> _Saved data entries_
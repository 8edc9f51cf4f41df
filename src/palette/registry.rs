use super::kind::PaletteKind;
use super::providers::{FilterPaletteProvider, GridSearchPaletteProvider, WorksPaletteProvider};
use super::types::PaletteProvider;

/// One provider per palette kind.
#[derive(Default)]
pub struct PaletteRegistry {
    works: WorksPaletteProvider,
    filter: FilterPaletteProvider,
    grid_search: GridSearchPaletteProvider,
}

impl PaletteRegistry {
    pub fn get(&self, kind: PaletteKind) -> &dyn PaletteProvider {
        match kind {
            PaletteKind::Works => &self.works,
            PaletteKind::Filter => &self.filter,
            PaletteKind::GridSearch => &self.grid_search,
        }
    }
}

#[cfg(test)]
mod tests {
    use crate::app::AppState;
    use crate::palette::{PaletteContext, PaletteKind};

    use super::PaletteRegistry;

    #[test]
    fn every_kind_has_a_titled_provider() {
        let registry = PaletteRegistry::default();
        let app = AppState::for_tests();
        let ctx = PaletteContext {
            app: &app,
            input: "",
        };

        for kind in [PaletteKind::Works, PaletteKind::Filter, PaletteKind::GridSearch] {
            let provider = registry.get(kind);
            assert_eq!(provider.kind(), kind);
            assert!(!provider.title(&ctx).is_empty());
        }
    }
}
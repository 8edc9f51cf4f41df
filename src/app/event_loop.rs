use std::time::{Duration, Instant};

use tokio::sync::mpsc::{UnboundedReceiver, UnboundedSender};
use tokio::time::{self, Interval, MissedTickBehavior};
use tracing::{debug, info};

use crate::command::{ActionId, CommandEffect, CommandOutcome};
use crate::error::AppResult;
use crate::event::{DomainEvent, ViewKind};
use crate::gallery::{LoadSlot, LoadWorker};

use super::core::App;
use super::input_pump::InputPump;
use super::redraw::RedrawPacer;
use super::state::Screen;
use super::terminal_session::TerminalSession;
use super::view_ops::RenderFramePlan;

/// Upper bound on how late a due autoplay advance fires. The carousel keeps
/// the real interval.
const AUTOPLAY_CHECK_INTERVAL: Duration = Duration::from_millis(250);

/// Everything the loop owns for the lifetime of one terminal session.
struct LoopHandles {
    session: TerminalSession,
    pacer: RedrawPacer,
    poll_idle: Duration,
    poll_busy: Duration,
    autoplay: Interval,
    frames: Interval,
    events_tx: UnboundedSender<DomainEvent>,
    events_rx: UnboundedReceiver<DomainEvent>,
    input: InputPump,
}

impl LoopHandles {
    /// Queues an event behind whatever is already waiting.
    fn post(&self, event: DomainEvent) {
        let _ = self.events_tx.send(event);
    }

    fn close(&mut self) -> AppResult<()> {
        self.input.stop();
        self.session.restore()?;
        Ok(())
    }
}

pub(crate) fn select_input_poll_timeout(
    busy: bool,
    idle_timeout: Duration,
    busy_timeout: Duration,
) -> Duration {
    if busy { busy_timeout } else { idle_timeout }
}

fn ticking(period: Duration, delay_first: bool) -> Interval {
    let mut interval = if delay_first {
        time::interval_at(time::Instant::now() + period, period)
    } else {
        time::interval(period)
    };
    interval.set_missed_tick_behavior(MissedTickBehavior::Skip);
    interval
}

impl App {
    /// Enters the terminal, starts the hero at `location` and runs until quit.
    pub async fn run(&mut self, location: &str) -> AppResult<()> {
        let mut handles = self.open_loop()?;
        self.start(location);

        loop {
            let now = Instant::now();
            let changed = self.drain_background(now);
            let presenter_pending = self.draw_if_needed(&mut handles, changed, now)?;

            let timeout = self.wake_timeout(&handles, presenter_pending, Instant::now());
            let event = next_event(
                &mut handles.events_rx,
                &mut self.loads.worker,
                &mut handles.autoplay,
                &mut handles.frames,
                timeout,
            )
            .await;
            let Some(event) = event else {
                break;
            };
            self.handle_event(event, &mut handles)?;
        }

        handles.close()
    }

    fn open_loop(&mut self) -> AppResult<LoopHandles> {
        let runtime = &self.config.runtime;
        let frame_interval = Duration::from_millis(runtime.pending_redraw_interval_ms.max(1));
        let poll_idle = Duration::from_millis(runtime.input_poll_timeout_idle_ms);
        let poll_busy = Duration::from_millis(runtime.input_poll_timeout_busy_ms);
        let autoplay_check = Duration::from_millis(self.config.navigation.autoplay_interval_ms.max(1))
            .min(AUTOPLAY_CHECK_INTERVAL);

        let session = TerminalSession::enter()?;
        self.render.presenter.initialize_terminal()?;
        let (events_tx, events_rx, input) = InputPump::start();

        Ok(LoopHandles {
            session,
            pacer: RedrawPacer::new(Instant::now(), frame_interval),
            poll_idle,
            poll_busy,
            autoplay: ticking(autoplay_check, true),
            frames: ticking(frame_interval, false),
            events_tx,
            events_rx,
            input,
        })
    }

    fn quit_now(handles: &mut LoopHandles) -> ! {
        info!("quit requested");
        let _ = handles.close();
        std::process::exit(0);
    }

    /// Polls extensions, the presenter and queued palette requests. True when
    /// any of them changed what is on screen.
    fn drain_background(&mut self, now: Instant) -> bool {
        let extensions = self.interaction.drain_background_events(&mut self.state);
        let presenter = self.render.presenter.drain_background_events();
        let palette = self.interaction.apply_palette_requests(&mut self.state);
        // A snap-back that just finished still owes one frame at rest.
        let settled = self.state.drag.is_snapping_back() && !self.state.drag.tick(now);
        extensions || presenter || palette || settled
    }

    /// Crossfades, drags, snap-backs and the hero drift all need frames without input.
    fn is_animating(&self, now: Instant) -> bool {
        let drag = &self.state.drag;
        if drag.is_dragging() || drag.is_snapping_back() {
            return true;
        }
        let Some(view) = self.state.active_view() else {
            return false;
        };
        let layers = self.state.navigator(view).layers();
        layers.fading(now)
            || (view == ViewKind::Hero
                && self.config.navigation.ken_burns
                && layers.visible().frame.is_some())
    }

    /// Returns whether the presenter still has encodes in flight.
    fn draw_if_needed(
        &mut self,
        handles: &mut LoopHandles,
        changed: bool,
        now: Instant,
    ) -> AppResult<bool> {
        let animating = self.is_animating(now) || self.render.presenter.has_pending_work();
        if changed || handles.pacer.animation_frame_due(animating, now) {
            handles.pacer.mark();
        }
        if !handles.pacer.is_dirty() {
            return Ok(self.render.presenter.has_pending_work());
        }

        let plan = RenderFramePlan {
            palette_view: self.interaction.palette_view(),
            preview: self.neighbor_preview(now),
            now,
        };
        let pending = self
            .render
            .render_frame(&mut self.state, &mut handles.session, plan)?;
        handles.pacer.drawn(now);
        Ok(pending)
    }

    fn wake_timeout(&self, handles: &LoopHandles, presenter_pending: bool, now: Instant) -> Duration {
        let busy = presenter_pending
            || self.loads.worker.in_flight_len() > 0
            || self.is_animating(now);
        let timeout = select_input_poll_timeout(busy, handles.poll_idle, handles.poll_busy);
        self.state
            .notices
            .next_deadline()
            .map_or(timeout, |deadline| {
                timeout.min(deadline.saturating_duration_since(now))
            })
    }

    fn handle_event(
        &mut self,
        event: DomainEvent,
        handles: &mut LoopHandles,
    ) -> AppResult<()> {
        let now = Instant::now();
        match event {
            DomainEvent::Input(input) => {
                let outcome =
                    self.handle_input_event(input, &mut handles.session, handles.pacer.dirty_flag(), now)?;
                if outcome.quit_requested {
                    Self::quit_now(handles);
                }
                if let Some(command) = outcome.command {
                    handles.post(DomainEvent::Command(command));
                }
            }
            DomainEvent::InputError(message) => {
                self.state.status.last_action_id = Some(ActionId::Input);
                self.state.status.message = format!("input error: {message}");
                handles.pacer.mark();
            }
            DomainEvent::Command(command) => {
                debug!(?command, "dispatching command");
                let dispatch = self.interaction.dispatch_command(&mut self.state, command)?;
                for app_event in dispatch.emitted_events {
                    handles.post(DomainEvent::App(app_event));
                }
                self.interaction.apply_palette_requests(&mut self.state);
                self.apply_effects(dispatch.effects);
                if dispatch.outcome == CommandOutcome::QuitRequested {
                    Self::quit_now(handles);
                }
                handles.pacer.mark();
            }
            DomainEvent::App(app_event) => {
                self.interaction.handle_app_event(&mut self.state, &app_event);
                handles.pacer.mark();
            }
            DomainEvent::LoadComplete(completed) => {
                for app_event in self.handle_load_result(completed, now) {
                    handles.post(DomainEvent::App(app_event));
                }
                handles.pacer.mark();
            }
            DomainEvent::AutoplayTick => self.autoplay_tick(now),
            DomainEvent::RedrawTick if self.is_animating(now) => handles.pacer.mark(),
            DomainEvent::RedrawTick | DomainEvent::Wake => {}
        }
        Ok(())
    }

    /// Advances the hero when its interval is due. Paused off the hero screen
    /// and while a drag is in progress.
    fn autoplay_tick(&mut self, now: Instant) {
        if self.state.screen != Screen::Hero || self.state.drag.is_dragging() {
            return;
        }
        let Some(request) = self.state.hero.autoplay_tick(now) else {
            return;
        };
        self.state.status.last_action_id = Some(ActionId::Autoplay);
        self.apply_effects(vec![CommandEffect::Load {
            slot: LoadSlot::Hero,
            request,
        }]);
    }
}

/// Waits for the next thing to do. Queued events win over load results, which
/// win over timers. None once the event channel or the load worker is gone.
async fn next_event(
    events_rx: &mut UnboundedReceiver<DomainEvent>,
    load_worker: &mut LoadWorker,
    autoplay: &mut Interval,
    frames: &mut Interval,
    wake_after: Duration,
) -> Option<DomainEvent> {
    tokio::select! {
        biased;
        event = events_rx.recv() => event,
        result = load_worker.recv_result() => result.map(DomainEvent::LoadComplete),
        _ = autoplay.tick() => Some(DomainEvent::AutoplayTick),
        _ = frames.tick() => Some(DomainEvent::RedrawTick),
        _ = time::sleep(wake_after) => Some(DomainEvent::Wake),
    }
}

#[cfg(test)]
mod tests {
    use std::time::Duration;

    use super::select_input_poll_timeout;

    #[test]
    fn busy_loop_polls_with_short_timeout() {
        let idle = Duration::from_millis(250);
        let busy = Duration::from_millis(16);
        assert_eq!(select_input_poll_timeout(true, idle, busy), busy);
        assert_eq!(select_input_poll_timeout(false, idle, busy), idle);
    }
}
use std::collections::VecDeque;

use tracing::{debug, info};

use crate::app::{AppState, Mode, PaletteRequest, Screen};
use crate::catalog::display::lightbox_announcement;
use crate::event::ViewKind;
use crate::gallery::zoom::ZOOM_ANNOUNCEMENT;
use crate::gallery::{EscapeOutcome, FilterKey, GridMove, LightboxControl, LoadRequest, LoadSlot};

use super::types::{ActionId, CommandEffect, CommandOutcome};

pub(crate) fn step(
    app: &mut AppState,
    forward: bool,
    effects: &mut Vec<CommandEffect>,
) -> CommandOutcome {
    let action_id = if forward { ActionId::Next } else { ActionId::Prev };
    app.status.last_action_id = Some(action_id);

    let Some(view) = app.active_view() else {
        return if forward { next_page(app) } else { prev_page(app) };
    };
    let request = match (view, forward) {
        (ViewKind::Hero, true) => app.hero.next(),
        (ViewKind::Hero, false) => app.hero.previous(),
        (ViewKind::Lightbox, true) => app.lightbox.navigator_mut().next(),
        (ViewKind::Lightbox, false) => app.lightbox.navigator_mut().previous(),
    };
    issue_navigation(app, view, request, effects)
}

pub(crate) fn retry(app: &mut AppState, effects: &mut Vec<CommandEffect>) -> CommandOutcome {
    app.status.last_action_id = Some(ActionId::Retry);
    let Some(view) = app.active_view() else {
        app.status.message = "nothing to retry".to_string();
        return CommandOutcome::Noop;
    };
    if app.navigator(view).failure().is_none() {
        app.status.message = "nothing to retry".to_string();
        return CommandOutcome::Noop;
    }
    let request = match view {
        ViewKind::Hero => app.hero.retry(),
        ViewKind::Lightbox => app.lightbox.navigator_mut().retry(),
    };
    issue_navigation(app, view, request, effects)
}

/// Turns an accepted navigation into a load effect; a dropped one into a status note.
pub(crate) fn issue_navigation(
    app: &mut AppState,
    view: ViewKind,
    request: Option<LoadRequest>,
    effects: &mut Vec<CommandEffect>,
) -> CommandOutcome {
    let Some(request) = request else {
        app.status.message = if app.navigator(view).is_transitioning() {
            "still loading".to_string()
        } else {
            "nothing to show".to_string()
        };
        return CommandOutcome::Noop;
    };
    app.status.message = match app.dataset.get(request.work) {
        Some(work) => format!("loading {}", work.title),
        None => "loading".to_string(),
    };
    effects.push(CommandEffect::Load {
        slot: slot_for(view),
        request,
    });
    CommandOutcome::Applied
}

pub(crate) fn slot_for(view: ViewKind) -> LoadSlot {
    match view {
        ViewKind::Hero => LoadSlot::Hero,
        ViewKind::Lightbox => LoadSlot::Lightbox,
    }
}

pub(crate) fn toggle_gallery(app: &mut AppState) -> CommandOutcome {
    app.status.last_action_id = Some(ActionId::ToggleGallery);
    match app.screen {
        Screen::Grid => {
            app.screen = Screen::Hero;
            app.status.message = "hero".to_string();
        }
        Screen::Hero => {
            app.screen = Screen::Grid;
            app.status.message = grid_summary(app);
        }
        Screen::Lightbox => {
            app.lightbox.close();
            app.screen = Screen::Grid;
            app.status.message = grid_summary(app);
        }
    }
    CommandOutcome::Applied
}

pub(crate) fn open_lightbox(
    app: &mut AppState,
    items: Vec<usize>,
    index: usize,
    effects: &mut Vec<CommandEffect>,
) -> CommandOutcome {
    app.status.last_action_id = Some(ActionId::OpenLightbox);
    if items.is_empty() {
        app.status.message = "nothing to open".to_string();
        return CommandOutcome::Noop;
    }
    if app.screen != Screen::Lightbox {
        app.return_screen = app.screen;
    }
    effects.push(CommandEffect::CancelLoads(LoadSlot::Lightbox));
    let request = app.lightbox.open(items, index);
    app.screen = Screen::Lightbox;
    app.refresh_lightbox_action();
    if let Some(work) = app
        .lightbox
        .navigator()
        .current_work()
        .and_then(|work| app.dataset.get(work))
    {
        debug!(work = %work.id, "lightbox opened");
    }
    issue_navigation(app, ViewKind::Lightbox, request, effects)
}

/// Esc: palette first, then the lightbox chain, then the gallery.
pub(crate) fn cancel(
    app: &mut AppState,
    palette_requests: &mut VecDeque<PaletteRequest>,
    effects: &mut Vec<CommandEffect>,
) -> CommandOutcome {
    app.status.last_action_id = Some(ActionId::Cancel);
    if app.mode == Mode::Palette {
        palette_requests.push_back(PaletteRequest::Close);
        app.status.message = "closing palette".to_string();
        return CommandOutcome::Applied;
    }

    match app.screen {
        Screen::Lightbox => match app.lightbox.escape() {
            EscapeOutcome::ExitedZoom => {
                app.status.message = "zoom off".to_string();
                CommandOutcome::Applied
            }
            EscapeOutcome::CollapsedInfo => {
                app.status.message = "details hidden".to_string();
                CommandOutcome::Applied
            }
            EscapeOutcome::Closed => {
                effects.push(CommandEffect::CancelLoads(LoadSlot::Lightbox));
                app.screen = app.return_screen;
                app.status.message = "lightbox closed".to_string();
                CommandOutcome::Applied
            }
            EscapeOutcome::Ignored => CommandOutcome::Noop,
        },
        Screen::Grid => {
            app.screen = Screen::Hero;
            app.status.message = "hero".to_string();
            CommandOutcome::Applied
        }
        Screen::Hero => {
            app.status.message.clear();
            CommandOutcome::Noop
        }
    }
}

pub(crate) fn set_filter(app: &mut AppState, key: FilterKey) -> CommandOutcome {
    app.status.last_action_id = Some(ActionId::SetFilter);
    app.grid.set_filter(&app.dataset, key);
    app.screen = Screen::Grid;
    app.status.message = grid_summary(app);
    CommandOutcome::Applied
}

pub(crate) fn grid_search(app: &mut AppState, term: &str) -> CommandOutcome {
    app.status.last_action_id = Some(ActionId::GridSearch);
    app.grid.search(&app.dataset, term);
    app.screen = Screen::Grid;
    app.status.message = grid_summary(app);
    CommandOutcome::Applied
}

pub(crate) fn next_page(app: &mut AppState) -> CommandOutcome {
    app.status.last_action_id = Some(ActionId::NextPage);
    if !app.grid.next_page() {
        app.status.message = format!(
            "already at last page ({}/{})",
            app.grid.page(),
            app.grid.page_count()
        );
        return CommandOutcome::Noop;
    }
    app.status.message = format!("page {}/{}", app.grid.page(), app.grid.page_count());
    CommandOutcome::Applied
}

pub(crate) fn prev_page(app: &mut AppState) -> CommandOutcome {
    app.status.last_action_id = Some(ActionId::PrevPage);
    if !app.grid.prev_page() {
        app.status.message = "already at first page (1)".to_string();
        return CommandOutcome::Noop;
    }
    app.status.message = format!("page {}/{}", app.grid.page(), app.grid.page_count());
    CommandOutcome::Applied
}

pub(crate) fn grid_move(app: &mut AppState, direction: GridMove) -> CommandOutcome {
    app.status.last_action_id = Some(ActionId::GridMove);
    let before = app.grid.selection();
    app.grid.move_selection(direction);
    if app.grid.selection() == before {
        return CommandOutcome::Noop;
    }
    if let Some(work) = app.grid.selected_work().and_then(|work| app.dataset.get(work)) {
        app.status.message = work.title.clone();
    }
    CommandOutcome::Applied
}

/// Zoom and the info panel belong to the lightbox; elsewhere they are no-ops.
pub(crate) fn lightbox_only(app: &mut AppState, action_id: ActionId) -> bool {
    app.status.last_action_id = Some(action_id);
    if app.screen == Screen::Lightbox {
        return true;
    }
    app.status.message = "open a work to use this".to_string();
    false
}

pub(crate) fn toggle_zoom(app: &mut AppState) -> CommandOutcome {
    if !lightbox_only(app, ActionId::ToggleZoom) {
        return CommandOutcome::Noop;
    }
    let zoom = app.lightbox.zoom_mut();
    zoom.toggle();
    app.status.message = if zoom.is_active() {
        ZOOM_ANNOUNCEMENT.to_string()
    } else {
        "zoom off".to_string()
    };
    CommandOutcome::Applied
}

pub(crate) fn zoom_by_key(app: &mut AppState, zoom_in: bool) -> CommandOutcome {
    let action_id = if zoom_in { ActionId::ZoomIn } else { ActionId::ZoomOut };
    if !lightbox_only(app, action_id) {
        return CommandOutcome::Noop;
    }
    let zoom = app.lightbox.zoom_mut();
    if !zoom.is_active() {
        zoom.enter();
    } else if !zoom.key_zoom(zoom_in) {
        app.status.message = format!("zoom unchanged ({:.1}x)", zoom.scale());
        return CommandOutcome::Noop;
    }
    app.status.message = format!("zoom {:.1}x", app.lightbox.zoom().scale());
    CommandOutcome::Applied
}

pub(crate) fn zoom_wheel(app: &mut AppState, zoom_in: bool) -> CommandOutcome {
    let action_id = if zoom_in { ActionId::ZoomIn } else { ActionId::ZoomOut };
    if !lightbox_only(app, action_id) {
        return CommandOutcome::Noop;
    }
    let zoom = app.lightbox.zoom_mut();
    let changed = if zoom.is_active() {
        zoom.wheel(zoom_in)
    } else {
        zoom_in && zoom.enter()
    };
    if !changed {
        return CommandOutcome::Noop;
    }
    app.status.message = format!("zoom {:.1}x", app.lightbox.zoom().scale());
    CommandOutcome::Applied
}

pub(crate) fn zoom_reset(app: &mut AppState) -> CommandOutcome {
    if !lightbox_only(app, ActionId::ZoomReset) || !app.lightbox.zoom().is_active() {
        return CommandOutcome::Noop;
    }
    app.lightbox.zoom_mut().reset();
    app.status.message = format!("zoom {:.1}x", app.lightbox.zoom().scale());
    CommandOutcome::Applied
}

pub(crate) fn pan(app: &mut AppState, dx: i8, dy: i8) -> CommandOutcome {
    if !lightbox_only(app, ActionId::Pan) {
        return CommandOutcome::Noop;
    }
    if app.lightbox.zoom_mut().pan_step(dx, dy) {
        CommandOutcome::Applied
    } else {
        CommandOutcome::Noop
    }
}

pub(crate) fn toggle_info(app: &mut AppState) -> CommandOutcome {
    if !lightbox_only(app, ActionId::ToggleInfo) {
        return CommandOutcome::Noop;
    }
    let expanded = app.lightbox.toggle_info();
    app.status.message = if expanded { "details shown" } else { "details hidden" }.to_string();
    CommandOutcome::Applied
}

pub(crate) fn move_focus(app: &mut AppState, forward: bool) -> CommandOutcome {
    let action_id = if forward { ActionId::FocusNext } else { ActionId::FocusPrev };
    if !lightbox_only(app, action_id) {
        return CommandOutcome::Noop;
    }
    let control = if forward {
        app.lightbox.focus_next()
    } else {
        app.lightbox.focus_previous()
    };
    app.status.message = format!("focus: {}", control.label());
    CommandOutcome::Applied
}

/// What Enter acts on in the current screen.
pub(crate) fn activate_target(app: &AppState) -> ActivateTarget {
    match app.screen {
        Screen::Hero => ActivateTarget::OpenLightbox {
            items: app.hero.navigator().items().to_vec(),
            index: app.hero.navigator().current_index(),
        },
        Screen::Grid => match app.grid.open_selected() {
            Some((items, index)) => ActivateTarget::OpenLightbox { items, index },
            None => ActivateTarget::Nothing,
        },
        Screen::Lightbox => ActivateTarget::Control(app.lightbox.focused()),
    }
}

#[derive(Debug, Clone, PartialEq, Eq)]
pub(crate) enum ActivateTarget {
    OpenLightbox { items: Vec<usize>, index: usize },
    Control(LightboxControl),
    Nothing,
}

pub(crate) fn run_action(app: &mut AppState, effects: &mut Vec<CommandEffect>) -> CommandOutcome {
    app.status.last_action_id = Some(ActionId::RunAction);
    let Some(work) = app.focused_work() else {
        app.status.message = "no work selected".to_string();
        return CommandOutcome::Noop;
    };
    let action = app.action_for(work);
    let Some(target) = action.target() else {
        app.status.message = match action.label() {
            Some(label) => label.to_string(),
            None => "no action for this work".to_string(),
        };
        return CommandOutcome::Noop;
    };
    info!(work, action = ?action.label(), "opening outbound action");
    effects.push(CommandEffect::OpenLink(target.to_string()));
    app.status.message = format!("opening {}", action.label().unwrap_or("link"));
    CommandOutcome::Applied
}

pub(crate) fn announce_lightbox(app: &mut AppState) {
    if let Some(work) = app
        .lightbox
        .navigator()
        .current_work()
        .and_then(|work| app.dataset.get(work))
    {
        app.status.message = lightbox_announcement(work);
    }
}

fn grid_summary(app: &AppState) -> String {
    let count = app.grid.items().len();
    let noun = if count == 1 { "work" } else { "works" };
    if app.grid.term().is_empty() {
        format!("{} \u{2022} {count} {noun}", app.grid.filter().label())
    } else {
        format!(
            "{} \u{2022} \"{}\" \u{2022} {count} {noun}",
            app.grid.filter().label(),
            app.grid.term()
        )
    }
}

> _Problem description_
Return each line of the data that contains the string "usize".

> _Completed task_
    items: Vec<usize>,
    index: usize,
    OpenLightbox { items: Vec<usize>, index: usize },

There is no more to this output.